ABOUT THIS EXERCISE. Your task is to find every line of the data that holds the string "report" and copy it.

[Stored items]
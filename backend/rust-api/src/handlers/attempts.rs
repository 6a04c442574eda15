use axum::{
    extract::{Path, Query, State},
    response::IntoResponse,
    Json,
};
use std::sync::Arc;

use crate::{
    error::AppError,
    models::attempt::{AnswerRequest, AttemptQuery, StartQuery, SubmissionRequest},
    services::{attempt_service::AttemptService, scoring_service::ScoringService, AppState},
};

/// Starts an attempt and returns the staged snapshot along with the
/// new attempt id. Repeated calls create additional attempt rows.
pub async fn start_attempt(
    State(state): State<Arc<AppState>>,
    Path(quiz_id): Path<i64>,
    Query(query): Query<StartQuery>,
) -> Result<impl IntoResponse, AppError> {
    tracing::info!("Starting attempt on quiz {} for user {}", quiz_id, query.user_id);

    let response = AttemptService::new(&state)
        .start_attempt(query.user_id, quiz_id, query.num)
        .await?;
    Ok(Json(response))
}

pub async fn record_answer(
    State(state): State<Arc<AppState>>,
    Path(quiz_id): Path<i64>,
    Query(query): Query<AttemptQuery>,
    Json(req): Json<AnswerRequest>,
) -> Result<impl IntoResponse, AppError> {
    let ack = AttemptService::new(&state)
        .record_answer(quiz_id, query.attempt_id, &req)
        .await?;
    Ok(Json(ack))
}

/// Reloads the staged snapshot with the user's selections annotated.
/// 404 once the snapshot TTL has elapsed.
pub async fn resume_attempt(
    State(state): State<Arc<AppState>>,
    Path((quiz_id, attempt_id)): Path<(i64, i64)>,
) -> Result<impl IntoResponse, AppError> {
    let snapshot = AttemptService::new(&state)
        .resume_attempt(quiz_id, attempt_id)
        .await?;
    Ok(Json(snapshot))
}

/// Terminal submission. The body echoes the annotated snapshot, but
/// selection truth comes from the server-side answer map while that
/// map is alive; the echoed flags only matter once it has expired.
pub async fn submit_attempt(
    State(state): State<Arc<AppState>>,
    Path(quiz_id): Path<i64>,
    Query(query): Query<AttemptQuery>,
    Json(req): Json<SubmissionRequest>,
) -> Result<impl IntoResponse, AppError> {
    tracing::info!("Submitting attempt {} on quiz {}", query.attempt_id, quiz_id);

    let report = ScoringService::new(&state)
        .submit_attempt(quiz_id, query.attempt_id, &req)
        .await?;
    Ok(Json(report))
}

WRITTEN SOLUTION.
    let report = ScoringService::new(&state)
    Ok(Json(report))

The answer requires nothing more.